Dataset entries
....
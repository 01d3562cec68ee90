// SPDX-License-Identifier: BUSL-1.1
// Copyright (c) 2026 Alfred Jean LLC

//! Per-endpoint bounded connection pools.
//!
//! Borrowing is blocking with a timeout; waits past the warn threshold are
//! logged. Idle connections are reused LIFO and swept once they outlive
//! the idle timeout. A failed connection is discarded, never returned.

use std::collections::HashMap;
use std::ops::{Deref, DerefMut};
use std::sync::Arc;
use std::time::{Duration, Instant};

use parking_lot::Mutex;
use tokio::sync::{OwnedSemaphorePermit, Semaphore};
use tracing::{debug, warn};

use skynet_core::{Clock, Endpoint, PoolSettings, SystemClock};

use crate::connection::{ConnectOptions, Connection};
use crate::error::RpcError;

#[derive(Debug, Clone)]
pub struct PoolOptions {
    /// Maximum live connections per endpoint.
    pub size: usize,
    pub borrow_timeout: Duration,
    pub warn_timeout: Duration,
    pub idle_timeout: Duration,
    pub connect: ConnectOptions,
}

impl Default for PoolOptions {
    fn default() -> Self {
        Self::from_settings(&PoolSettings::default(), ConnectOptions::default())
    }
}

impl PoolOptions {
    pub fn from_settings(settings: &PoolSettings, connect: ConnectOptions) -> Self {
        Self {
            size: settings.size,
            borrow_timeout: settings.borrow_timeout(),
            warn_timeout: settings.warn_timeout(),
            idle_timeout: settings.idle_timeout(),
            connect,
        }
    }
}

/// Counters for one endpoint's pool.
#[derive(Debug, Clone, Copy, PartialEq, Eq)]
pub struct PoolStats {
    pub idle: usize,
    pub in_flight: usize,
}

/// Pools keyed on endpoint. Cheap to clone and share.
pub struct ConnectionPool<C: Clock = SystemClock> {
    inner: Arc<PoolInner<C>>,
}

impl<C: Clock> Clone for ConnectionPool<C> {
    fn clone(&self) -> Self {
        Self { inner: Arc::clone(&self.inner) }
    }
}

struct PoolInner<C> {
    options: PoolOptions,
    clock: C,
    pools: Mutex<HashMap<Endpoint, Arc<EndpointPool>>>,
}

struct EndpointPool {
    capacity: usize,
    semaphore: Arc<Semaphore>,
    idle: Mutex<Vec<IdleConn>>,
}

struct IdleConn {
    conn: Connection,
    since: Instant,
}

impl ConnectionPool<SystemClock> {
    pub fn new(options: PoolOptions) -> Self {
        Self::with_clock(options, SystemClock)
    }
}

impl<C: Clock> ConnectionPool<C> {
    pub fn with_clock(options: PoolOptions, clock: C) -> Self {
        Self { inner: Arc::new(PoolInner { options, clock, pools: Mutex::new(HashMap::new()) }) }
    }

    /// Borrow a connection for `endpoint`, dialing a fresh one when no idle
    /// connection survives the sweep. Blocks while the pool is exhausted.
    pub async fn borrow(&self, endpoint: &Endpoint) -> Result<PooledConn<C>, RpcError> {
        let pool = self.endpoint_pool(endpoint);
        let options = &self.inner.options;

        let acquire = Arc::clone(&pool.semaphore).acquire_owned();
        let permit = match tokio::time::timeout(options.warn_timeout, acquire).await {
            Ok(Ok(permit)) => permit,
            Ok(Err(_)) => return Err(RpcError::PoolClosed),
            Err(_) => {
                warn!(endpoint = %endpoint, waited = ?options.warn_timeout, "pool borrow is slow");
                let remaining = options.borrow_timeout.saturating_sub(options.warn_timeout);
                let acquire = Arc::clone(&pool.semaphore).acquire_owned();
                match tokio::time::timeout(remaining, acquire).await {
                    Ok(Ok(permit)) => permit,
                    Ok(Err(_)) => return Err(RpcError::PoolClosed),
                    Err(_) => {
                        return Err(RpcError::BorrowTimeout {
                            timeout: options.borrow_timeout,
                            endpoint: endpoint.clone(),
                        })
                    }
                }
            }
        };

        let reused = {
            let mut idle = pool.idle.lock();
            let now = self.inner.clock.now();
            idle.retain(|entry| now.duration_since(entry.since) < options.idle_timeout);
            idle.pop()
        };

        let conn = match reused {
            Some(entry) => {
                debug!(endpoint = %endpoint, "reusing pooled connection");
                entry.conn
            }
            // The permit is held across the dial, so a failure still counts
            // against capacity until it returns; it is released on drop.
            None => Connection::connect(endpoint, &options.connect).await?,
        };

        Ok(PooledConn {
            conn: Some(conn),
            pool,
            clock: self.inner.clock.clone(),
            _permit: permit,
        })
    }

    /// Drop all idle connections for an endpoint and forget its pool.
    /// Called when the registry observes the endpoint disappearing.
    pub fn evict(&self, endpoint: &Endpoint) {
        if let Some(pool) = self.inner.pools.lock().remove(endpoint) {
            let dropped = pool.idle.lock().drain(..).count();
            debug!(endpoint = %endpoint, dropped, "evicted endpoint pool");
        }
    }

    pub fn stats(&self, endpoint: &Endpoint) -> PoolStats {
        match self.inner.pools.lock().get(endpoint) {
            Some(pool) => {
                let idle = pool.idle.lock().len();
                PoolStats {
                    idle,
                    in_flight: pool.capacity - pool.semaphore.available_permits(),
                }
            }
            None => PoolStats { idle: 0, in_flight: 0 },
        }
    }

    fn endpoint_pool(&self, endpoint: &Endpoint) -> Arc<EndpointPool> {
        let mut pools = self.inner.pools.lock();
        Arc::clone(pools.entry(endpoint.clone()).or_insert_with(|| {
            Arc::new(EndpointPool {
                capacity: self.inner.options.size,
                semaphore: Arc::new(Semaphore::new(self.inner.options.size)),
                idle: Mutex::new(Vec::new()),
            })
        }))
    }
}

/// A borrowed connection. Dropping it returns the connection to its pool;
/// [`discard`](Self::discard) closes it instead, freeing the slot for a
/// fresh dial.
pub struct PooledConn<C: Clock = SystemClock> {
    conn: Option<Connection>,
    pool: Arc<EndpointPool>,
    clock: C,
    _permit: OwnedSemaphorePermit,
}

impl<C: Clock> std::fmt::Debug for PooledConn<C> {
    fn fmt(&self, f: &mut std::fmt::Formatter<'_>) -> std::fmt::Result {
        f.debug_struct("PooledConn").field("conn", &self.conn).finish()
    }
}

impl<C: Clock> PooledConn<C> {
    /// Close the connection instead of returning it to the pool.
    pub fn discard(mut self) {
        self.conn = None;
    }
}

impl<C: Clock> Deref for PooledConn<C> {
    type Target = Connection;

    fn deref(&self) -> &Connection {
        match &self.conn {
            Some(conn) => conn,
            None => unreachable!("connection already discarded"),
        }
    }
}

impl<C: Clock> DerefMut for PooledConn<C> {
    fn deref_mut(&mut self) -> &mut Connection {
        match &mut self.conn {
            Some(conn) => conn,
            None => unreachable!("connection already discarded"),
        }
    }
}

impl<C: Clock> Drop for PooledConn<C> {
    fn drop(&mut self) {
        if let Some(conn) = self.conn.take() {
            self.pool.idle.lock().push(IdleConn { conn, since: self.clock.now() });
        }
    }
}

#[cfg(test)]
#[path = "pool_tests.rs"]
mod tests;
// SPDX-License-Identifier: BUSL-1.1
// Copyright (c) 2026 Alfred Jean LLC

//! The service registry: instance-record events in, locality-ordered
//! endpoint lookups out.

use std::collections::{BTreeMap, HashMap};
use std::net::{Ipv4Addr, SocketAddr, ToSocketAddrs};
use std::sync::{Arc, Weak};

use parking_lot::Mutex;
use rand::seq::SliceRandom;
use thiserror::Error;
use tracing::{debug, info, warn};

use skynet_core::{instance_uuid, Endpoint, ServiceKey};
use skynet_store::cache::WILDCARD;
use skynet_store::{codec, CacheError, StoreConnector, TreeCache, Value};

use crate::index::{add_to_groups, remove_from_groups, ScoreGroup};
use crate::score::locality_score;

const ATTR_ADDR: &str = "addr";
const ATTR_NAME: &str = "name";
const ATTR_VERSION: &str = "version";
const ATTR_REGION: &str = "region";
const ATTR_REGISTERED: &str = "registered";

/// How instance records are laid out in the coordination store.
#[derive(Debug, Clone, Copy, PartialEq, Eq)]
pub enum RegistryLayout {
    /// One directory per UUID under `/instances`, one leaf per attribute.
    Instances,
    /// `/services/<name>/<version>/<region>/<host>/<port>` with a single
    /// JSON blob per instance, for backends without per-attribute nodes.
    Services,
}

impl RegistryLayout {
    fn root(self) -> &'static str {
        match self {
            RegistryLayout::Instances => "/instances",
            RegistryLayout::Services => "/services",
        }
    }
}

/// The registry has no endpoints for the requested tuple.
#[derive(Debug, Error, PartialEq, Eq)]
#[error("service unavailable: {name} ({version}) in region {region}")]
pub struct ServiceUnavailable {
    pub name: String,
    pub version: String,
    pub region: String,
}

#[derive(Debug, Error)]
pub enum RegistryError {
    #[error(transparent)]
    Cache(#[from] CacheError),

    #[error(transparent)]
    Unavailable(#[from] ServiceUnavailable),
}

/// A live, watched view of running service instances, indexed for
/// locality-ranked lookup. Cheap to clone; clones share one cache session.
#[derive(Clone)]
pub struct ServiceRegistry {
    inner: Arc<Inner>,
}

struct Inner {
    cache: TreeCache,
    layout: RegistryLayout,
    local_ip: Ipv4Addr,
    index: Mutex<BTreeMap<ServiceKey, Vec<ScoreGroup>>>,
    partials: Mutex<HashMap<String, Partial>>,
    removed_cbs: Mutex<HashMap<String, Vec<Box<dyn FnOnce() + Send>>>>,
    /// Non-literal hosts are resolved to IPv4 once and remembered.
    resolver: Mutex<HashMap<String, Option<Ipv4Addr>>>,
}

/// Per-UUID attribute stash, completed when the publish flag arrives.
#[derive(Default)]
struct Partial {
    addr: Option<String>,
    name: Option<String>,
    version: Option<String>,
    region: Option<String>,
    registered: bool,
    /// Set once the instance entered the index, so deletion can find it.
    indexed: Option<(ServiceKey, Endpoint)>,
}

impl ServiceRegistry {
    /// Connect, subscribe to instance-record events, and take the initial
    /// snapshot. Pre-existing instances are indexed before this returns.
    pub async fn open(
        connector: Arc<dyn StoreConnector>,
        local_ip: Ipv4Addr,
        layout: RegistryLayout,
    ) -> Result<Self, RegistryError> {
        let cache = TreeCache::open(connector, layout.root()).await?;
        let inner = Arc::new(Inner {
            cache,
            layout,
            local_ip,
            index: Mutex::new(BTreeMap::new()),
            partials: Mutex::new(HashMap::new()),
            removed_cbs: Mutex::new(HashMap::new()),
            resolver: Mutex::new(HashMap::new()),
        });

        let weak = Arc::downgrade(&inner);
        inner.cache.on_create(WILDCARD, node_event_handler(weak.clone()));
        inner.cache.on_update(WILDCARD, node_event_handler(weak.clone()));
        inner.cache.on_delete(WILDCARD, move |rel| {
            if let Some(inner) = weak.upgrade() {
                inner.node_deleted(rel);
            }
        });
        inner.cache.start().await?;

        Ok(Self { inner })
    }

    /// Publish an instance record. The `registered` flag goes in last: all
    /// other attributes are readable before the instance becomes visible.
    pub async fn register(
        &self,
        name: &str,
        version: &str,
        region: &str,
        host: &str,
        port: u16,
    ) -> Result<(), RegistryError> {
        let cache = &self.inner.cache;
        let endpoint = Endpoint::new(host, port);
        info!(service = name, version, region, endpoint = %endpoint, "registering service");

        match self.inner.layout {
            RegistryLayout::Instances => {
                let uuid = instance_uuid(host, port, std::process::id(), name, version);
                let attr = |a: &str| format!("{}/{}", uuid, a);
                cache.put_ephemeral(&attr(ATTR_ADDR), &Value::str(endpoint.to_string())).await?;
                cache.put_ephemeral(&attr(ATTR_NAME), &Value::str(name)).await?;
                cache.put_ephemeral(&attr(ATTR_VERSION), &Value::str(version)).await?;
                cache.put_ephemeral(&attr(ATTR_REGION), &Value::str(region)).await?;
                cache.put_ephemeral(&attr(ATTR_REGISTERED), &Value::Bool(true)).await?;
            }
            RegistryLayout::Services => {
                let key = services_path(name, version, region, host, port);
                let blob = Value::Map(vec![
                    (Value::str(ATTR_NAME), Value::str(name)),
                    (Value::str(ATTR_VERSION), Value::str(version)),
                    (Value::str(ATTR_REGION), Value::str(region)),
                    (Value::str(ATTR_ADDR), Value::str(endpoint.to_string())),
                    (Value::str(ATTR_REGISTERED), Value::Bool(true)),
                ]);
                cache.put_ephemeral(&key, &blob).await?;
            }
        }
        Ok(())
    }

    /// Remove an instance record. The local index entry goes synchronously
    /// (a graceful leave does not fire removal callbacks); remote
    /// consumers observe the deletions through their own watches.
    pub async fn deregister(
        &self,
        name: &str,
        version: &str,
        region: &str,
        host: &str,
        port: u16,
    ) -> Result<(), RegistryError> {
        let endpoint = Endpoint::new(host, port);
        let key = ServiceKey::new(name, version, region);
        info!(service = %key, endpoint = %endpoint, "deregistering service");
        self.inner.remove_server(&key, &endpoint, false);

        let cache = &self.inner.cache;
        match self.inner.layout {
            RegistryLayout::Instances => {
                let uuid = instance_uuid(host, port, std::process::id(), name, version);
                for attr in [ATTR_REGISTERED, ATTR_ADDR, ATTR_NAME, ATTR_VERSION, ATTR_REGION] {
                    cache.delete(&format!("{}/{}", uuid, attr), false).await?;
                }
                cache.delete(&uuid, false).await?;
            }
            RegistryLayout::Services => {
                cache.delete(&services_path(name, version, region, host, port), true).await?;
            }
        }
        Ok(())
    }

    /// Best endpoints for a tuple: the members of the highest-scoring
    /// group. A version of `"*"` resolves to the highest integer version
    /// observed for `(name, region)`.
    pub fn servers_for(
        &self,
        name: &str,
        version: &str,
        region: &str,
    ) -> Result<Vec<Endpoint>, ServiceUnavailable> {
        let index = self.inner.index.lock();

        let resolved = if version == "*" {
            match highest_version(&index, name, region) {
                Some(v) => v,
                None => return Err(unavailable(name, version, region)),
            }
        } else {
            version.to_string()
        };

        let key = ServiceKey::new(name, resolved.clone(), region);
        match index.get(&key).and_then(|groups| groups.first()) {
            Some(group) if !group.endpoints.is_empty() => Ok(group.endpoints.clone()),
            _ => Err(unavailable(name, &resolved, region)),
        }
    }

    /// Uniform random selection among [`servers_for`](Self::servers_for).
    pub fn server_for(
        &self,
        name: &str,
        version: &str,
        region: &str,
    ) -> Result<Endpoint, ServiceUnavailable> {
        let servers = self.servers_for(name, version, region)?;
        servers
            .choose(&mut rand::thread_rng())
            .cloned()
            .ok_or_else(|| unavailable(name, version, region))
    }

    /// One-shot callback for when the store observes `endpoint` vanishing
    /// (ephemeral deletion, not a graceful deregister from this process).
    pub fn on_server_removed(&self, endpoint: &Endpoint, callback: impl FnOnce() + Send + 'static) {
        self.inner
            .removed_cbs
            .lock()
            .entry(endpoint.to_string())
            .or_default()
            .push(Box::new(callback));
    }

    /// Release the store session and stop watching.
    pub async fn close(&self) {
        self.inner.cache.close().await;
    }

    #[cfg(test)]
    fn groups(&self, key: &ServiceKey) -> Vec<ScoreGroup> {
        self.inner.index.lock().get(key).cloned().unwrap_or_default()
    }

    #[cfg(test)]
    fn key_count(&self) -> usize {
        self.inner.index.lock().len()
    }
}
....
▸ TASK: Lines to set down from above: the line with "take the initial", the line with "-> Result<Self, RegistryError>", and every line between, each exactly as written.

▸ SOLUTION:
    /// Connect, subscribe to instance-record events, and take the initial
    /// snapshot. Pre-existing instances are indexed before this returns.
    pub async fn open(
        connector: Arc<dyn StoreConnector>,
        local_ip: Ipv4Addr,
        layout: RegistryLayout,
    ) -> Result<Self, RegistryError> {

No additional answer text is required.